Foto: Rita Ansone

Uma amiga que integrava as equipas de sensibilização para as questões ambientais nas escolas públicas de Lisboa contava-me que, quando sentia que o público se começava a alhear do tema, enveredava por uma explicação mais dramatizada, demonstrando, a partir de alguns exemplos de catástrofes, que o planeta sobreviverá revoltando-se contra quem não o preserva. Ou seja, procurava demonstrar que a nossa acção ambiental era fundamental como forma de auto-sobrevivência. Explicava que a Natureza se reinventa a partir das cinzas de espécies que desaparecem.

Esta forma de captar a atenção das crianças para o tema tem a enorme vantagem de não falhar muito à verdade, arrasando as narrativas negacionistas, mas também confinando narrativas floreadas que colocam o ser humano no centro e tutelando a Natureza com bonomia.

Uma maior e mais efectiva consciência ambiental não deverá ser exigida para “salvar árvores”, mas para nos proporcionar condições de sobrevivência, para as quais as árvores são fundamentais. Entre outras coisas, todos sabemos que um carro utiliza combustíveis fósseis e polui o ar emitindo carbono (na forma de CO2) e outros gases e partículas prejudiciais à atmosfera e à nossa saúde. Devemos, por isso, diminuir a sua utilização. A partir da evidência científica, devemos concluir que a diminuição da circulação automóvel deva ser um objectivo das políticas públicas para as próximas décadas. 

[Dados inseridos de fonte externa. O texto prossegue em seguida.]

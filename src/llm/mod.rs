//! Completion gateway
//!
//! A narrow interface over hosted language models: one prompt in, generated
//! text out. OpenAI and Anthropic backends sit behind the same
//! [`CompletionProvider`] trait.

pub mod anthropic;
pub mod core;
pub mod openai;

// Re-export commonly used types
pub use core::{
    config::GenerationConfig,
    error::CompletionError,
    provider::{create_provider, CompletionProvider},
    types::{CompletionRequest, Model},
};
//! Generation parameters

use serde::{Deserialize, Serialize};

/// Parameters for controlling text generation
#[derive(Debug, Clone, PartialEq, Serialize, Deserialize)]
pub struct GenerationConfig {
    /// Upper bound on reply length, in tokens
    pub max_tokens: u32,
    /// Sampling temperature; the provider default applies when unset
    #[serde(skip_serializing_if = "Option::is_none")]
    pub temperature: Option<f32>,
}

impl GenerationConfig {
    pub fn new(max_tokens: u32) -> Self {
        Self {
            max_tokens,
            temperature: None,
        }
    }

    pub fn with_temperature(mut self, temperature: f32) -> Self {
        self.temperature = Some(temperature);
        self
    }
}

impl Default for GenerationConfig {
    fn default() -> Self {
        Self::new(1024)
    }
}
use thiserror::Error;

use crate::delivery::DeliveryError;
use crate::llm::CompletionError;
use crate::store;

/// Failures that abort a relay before any downstream call
#[derive(Error, Debug)]
pub enum RelayError {
    #[error("Invalid input: {0}")]
    InvalidInput(String),

    #[error("Failed to persist message: {0}")]
    Persistence(#[from] store::Error),
}

/// Failures of the persistence-free `/generate-response` flow
#[derive(Error, Debug)]
pub enum GenerateError {
    #[error("Invalid input: {0}")]
    InvalidInput(String),

    #[error("Completion failed: {0}")]
    Completion(#[from] CompletionError),

    #[error("Chat delivery failed: {0}")]
    Delivery(#[from] DeliveryError),
}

Estas alterações não ocorrem da noite para o dia. As pessoas não vão deixar de usar o automóvel amanhã, nem vão deixar de  precisar dele, até pelo facto das outras soluções de mobilidade não darem resposta à maioria das circulações quotidianas. Mais: tão pouco quer dizer que as pessoas devam ter mais dificuldade em movimentarem-se dentro ou para a cidade. Implica, isso sim, que as políticas públicas passem a dar absoluta prioridade a outras formas de mobilidade, provavelmente por esta ordem: mobilidade pedonal, transportes públicos e colectivos, transporte individual de mobilidade suave como bicicletas, trotinetas ou outros  meios semelhantes. 

O recente levantamento de habitantes e comerciantes de Arroios, contra a decisão do executivo da Junta de Freguesia de Arroios em acabar com mais de três dezenas de esplanadas, recuperando mais espaço de estacionamento para automóveis, coloca um conjunto de  temas interessantes sobre o que devem ser as políticas públicas.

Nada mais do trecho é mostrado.